*Task details*
Retype, exactly as they appear below, the lines between the line holding "pub fn map_view(&self)" and the line holding "in no bucket.", both ends included.

Start of Block

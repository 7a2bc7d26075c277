use js_sys::Uint32Array;
use wasm_bindgen::{JsValue, prelude::wasm_bindgen};

use txintersect_core::{ChartPanel, Dashboard, DashboardConfig, Dataset, Limit, map::MarkerDetails};

use crate::common::*;

#[wasm_bindgen]
pub struct WasmDashboard {
    inner: Dashboard,
}

#[wasm_bindgen]
impl WasmDashboard {
    /// Load a dashboard from the dataset JSON text (an array of records) and an optional
    /// config JSON string.
    #[wasm_bindgen(constructor)]
    pub fn new(json: &str, config: Option<String>) -> Result<WasmDashboard, JsValue> {
        let config = match config {
            Some(text) => DashboardConfig::from_json_str(&text).map_err(js_err)?,
            None => DashboardConfig::default(),
        };
        let dataset = Dataset::from_json_str(json).map_err(js_err)?;

        let report = dataset.report();
        web_sys::console::log_1(&format!("[txintersect] loaded {} of {} rows", report.loaded(), report.rows).into());
        for dropped in &report.dropped {
            web_sys::console::warn_1(&format!("[txintersect] dropped row {}: {}", dropped.row, dropped.reason).into());
        }

        Ok(WasmDashboard { inner: Dashboard::with_config(dataset, config) })
    }

    pub fn total_count(&self) -> usize {
        self.inner.total_count()
    }

    pub fn filtered_count(&self) -> usize {
        self.inner.filtered_count()
    }

    /// Number of selected values across all attributes (the sidebar badge).
    pub fn active_filters(&self) -> usize {
        self.inner.state().total_active()
    }

    /// Select or deselect a value. Returns true if the filter state changed.
    pub fn toggle(&mut self, attribute: &str, value: JsValue, selected: bool) -> Result<bool, JsValue> {
        let attr = parse_attribute(attribute).map_err(js_err)?;
        let value = parse_value(attr, &value).map_err(js_err)?;
        Ok(self.inner.toggle(attr, value, selected))
    }

    /// Chart click: select the value if unselected, otherwise deselect it.
    pub fn flip(&mut self, attribute: &str, value: JsValue) -> Result<bool, JsValue> {
        let attr = parse_attribute(attribute).map_err(js_err)?;
        let value = parse_value(attr, &value).map_err(js_err)?;
        Ok(self.inner.flip(attr, value))
    }

    pub fn clear(&mut self) -> bool {
        self.inner.clear()
    }

    /// Records of the filtered view as an array of objects.
    pub fn filtered(&self) -> Result<JsValue, JsValue> {
        to_js(&self.inner.filtered())
    }

    /// Dataset indices of the filtered view.
    pub fn filtered_indices(&self) -> Uint32Array {
        Uint32Array::from(self.inner.filtered_indices())
    }

    /// Selectable values per attribute key.
    pub fn options(&self) -> Result<JsValue, JsValue> {
        to_js(self.inner.options())
    }

    /// Selected values per attribute key, in selection order.
    pub fn state(&self) -> Result<JsValue, JsValue> {
        to_js(self.inner.state())
    }

    /// `[{label, count}]` for an attribute, in first-seen order.
    pub fn count_by(&self, attribute: &str) -> Result<JsValue, JsValue> {
        let attr = parse_attribute(attribute).map_err(js_err)?;
        to_js(&self.inner.count_by(attr))
    }

    /// Largest buckets of an attribute; `n` omitted keeps every bucket.
    pub fn top_n(&self, attribute: &str, n: Option<usize>) -> Result<JsValue, JsValue> {
        let attr = parse_attribute(attribute).map_err(js_err)?;
        let limit = n.map_or(Limit::All, Limit::Top);
        to_js(&self.inner.top_n(attr, limit))
    }

    pub fn year_series(&self) -> Result<JsValue, JsValue> {
        to_js(&self.inner.year_series())
    }

    pub fn stats(&self) -> Result<JsValue, JsValue> {
        to_js(&self.inner.stats())
    }

    /// Panel descriptions of the dashboard page.
    pub fn panels(&self) -> Result<JsValue, JsValue> {
        to_js(&ChartPanel::dashboard())
    }

    /// Data for every panel. `expanded` holds the titles of side panels showing all bars.
    pub fn charts(&self, expanded: Option<Vec<String>>) -> Result<JsValue, JsValue> {
        let expanded = expanded.unwrap_or_default();
        let charts = ChartPanel::dashboard().iter()
            .map(|panel| self.inner.chart(panel, expanded.iter().any(|title| title == panel.title)))
            .collect::<Vec<_>>();
        to_js(&charts)
    }

    /// Marker batches for incremental rendering, each an array of `{key, index, id, lat, lng}`.
    pub fn marker_batches(&self) -> Result<JsValue, JsValue> {
        to_js(&self.inner.marker_batches())
    }

    /// Popup rows for the record at a dataset index (a marker's `index`).
    pub fn details(&self, index: u32) -> Result<JsValue, JsValue> {
        let record = self.inner.dataset().get(index as usize)
            .ok_or_else(|| js_err(format!("No record at index {index}")))?;
        to_js(&MarkerDetails::from(record))
    }

    /// Initial map centre and zoom.
    pub fn map_view(&self) -> Result<JsValue, JsValue> {
        to_js(&self.inner.config().map)
    }

    /// Filtered markers as a GeoJSON FeatureCollection.
    /// bounds: Optional bounding box [min_lng, min_lat, max_lng, max_lat] to filter features.
    #[wasm_bindgen(js_name = "markers_geojson")]
    pub fn markers_geojson(&self, bounds: Option<Vec<f64>>) -> Result<JsValue, JsValue> {
        let bounds = parse_bounds(bounds).map_err(js_err)?;
        let geojson = self.inner.markers_geojson(bounds);

        let json_string = serde_json::to_string(&geojson)
            .map_err(|e| js_err(format!("Failed to serialize GeoJSON to string: {}", e)))?;
        js_sys::JSON::parse(&json_string)
            .map_err(|e| js_err(format!("Failed to parse GeoJSON string: {:?}", e)))
    }
}
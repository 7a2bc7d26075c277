use ahash::AHashMap;
use serde::{Deserialize, Serialize};

use crate::types::{Attribute, FacetValue, IntersectionRecord};

/// Default number of bars kept by collapsed top-N panels.
pub const DEFAULT_TOP_N: usize = 5;

/// Years at or before this are left out of the completion time series.
pub const DEFAULT_YEAR_FLOOR: i32 = 1990;

/// Number of records sharing one value of an attribute.
#[derive(Debug, Clone, PartialEq, Eq, Serialize)]
pub struct Bucket {
    pub label: FacetValue,
    pub count: usize,
}

/// How many buckets a top-N panel keeps.
#[derive(Debug, Clone, Copy, PartialEq, Eq, Serialize, Deserialize)]
#[serde(rename_all = "lowercase")]
pub enum Limit {
    Top(usize),
    /// Expanded panel: keep every bucket.
    All,
}

impl Default for Limit {
    fn default() -> Self { Limit::Top(DEFAULT_TOP_N) }
}

/// Group `view` by its value of `attr` and count, in order of first appearance.
///
/// Records without a value for `attr` (including unknown years) fall in no bucket.
pub fn count_by<'a, I>(view: I, attr: Attribute) -> Vec<Bucket>
where I: IntoIterator<Item = &'a IntersectionRecord> {
    let mut index: AHashMap<FacetValue, usize> = AHashMap::new();
    let mut buckets: Vec<Bucket> = Vec::new();

    for value in view.into_iter().filter_map(|record| record.value(attr)) {
        match index.get(&value) {
            Some(&i) => buckets[i].count += 1,
            None => {
                index.insert(value.clone(), buckets.len());
                buckets.push(Bucket { label: value, count: 1 });
            }
        }
    }
    buckets
}

/// Number of records in `view` that `count_by(view, attr)` leaves out.
pub fn excluded_count<'a, I>(view: I, attr: Attribute) -> usize
where I: IntoIterator<Item = &'a IntersectionRecord> {
    view.into_iter().filter(|record| record.value(attr).is_none()).count()
}

/// Completions per year, ascending, skipping unknown years and years `<= floor`.
pub fn year_series<'a, I>(view: I, floor: i32) -> Vec<Bucket>
where I: IntoIterator<Item = &'a IntersectionRecord> {
    let mut buckets = count_by(view, Attribute::YearCompleted);
    buckets.retain(|b| b.label.as_year().is_some_and(|y| y > floor));
    buckets.sort_by_key(|b| b.label.as_year());
    buckets
}

/// Sort descending by count and keep the first `limit` buckets. Ties keep their input order.
pub fn top_n(mut buckets: Vec<Bucket>, limit: Limit) -> Vec<Bucket> {
    buckets.sort_by(|a, b| b.count.cmp(&a.count));
    if let Limit::Top(n) = limit {
        buckets.truncate(n);
    }
    buckets
}
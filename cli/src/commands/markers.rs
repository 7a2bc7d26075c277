use std::{fs::File, io::BufWriter};

use anyhow::{Context, Result};

use super::{load_query, print_json};

pub fn run(cli: &crate::cli::Cli, args: &crate::cli::MarkersArgs) -> Result<()> {
    let dashboard = load_query(cli, &args.query)?;
    let geojson = dashboard.markers_geojson(args.bounds);

    let Some(path) = &args.output else {
        return print_json(&geojson);
    };

    let placed = geojson["features"].as_array().map_or(0, Vec::len);
    println!("[markers] writing {} markers ({} records without coordinates skipped) to {}",
        placed,
        dashboard.filtered_count() - dashboard.markers().len(),
        path.display());

    let file = File::create(path)
        .with_context(|| format!("[markers] Failed to create {}", path.display()))?;
    serde_json::to_writer(BufWriter::new(file), &geojson)
        .with_context(|| format!("[markers] Failed to write GeoJSON to {}", path.display()))?;
    Ok(())
}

End of Block

*Solved exercise*
    pub fn map_view(&self) -> Result<JsValue, JsValue> {
        to_js(&self.inner.config().map)
    }

    /// Filtered markers as a GeoJSON FeatureCollection.
    /// bounds: Optional bounding box [min_lng, min_lat, max_lng, max_lat] to filter features.
    #[wasm_bindgen(js_name = "markers_geojson")]
    pub fn markers_geojson(&self, bounds: Option<Vec<f64>>) -> Result<JsValue, JsValue> {
        let bounds = parse_bounds(bounds).map_err(js_err)?;
        let geojson = self.inner.markers_geojson(bounds);

        let json_string = serde_json::to_string(&geojson)
            .map_err(|e| js_err(format!("Failed to serialize GeoJSON to string: {}", e)))?;
        js_sys::JSON::parse(&json_string)
            .map_err(|e| js_err(format!("Failed to parse GeoJSON string: {:?}", e)))
    }
}
repository 7a2bc7d26075c277
use ahash::AHashMap;
use serde::{Deserialize, Serialize};

use crate::types::{Attribute, FacetValue, IntersectionRecord};

/// Default number of bars kept by collapsed top-N panels.
pub const DEFAULT_TOP_N: usize = 5;

/// Years at or before this are left out of the completion time series.
pub const DEFAULT_YEAR_FLOOR: i32 = 1990;

/// Number of records sharing one value of an attribute.
#[derive(Debug, Clone, PartialEq, Eq, Serialize)]
pub struct Bucket {
    pub label: FacetValue,
    pub count: usize,
}

/// How many buckets a top-N panel keeps.
#[derive(Debug, Clone, Copy, PartialEq, Eq, Serialize, Deserialize)]
#[serde(rename_all = "lowercase")]
pub enum Limit {
    Top(usize),
    /// Expanded panel: keep every bucket.
    All,
}

impl Default for Limit {
    fn default() -> Self { Limit::Top(DEFAULT_TOP_N) }
}

/// Group `view` by its value of `attr` and count, in order of first appearance.
///
/// Records without a value for `attr` (including unknown years) fall in no bucket.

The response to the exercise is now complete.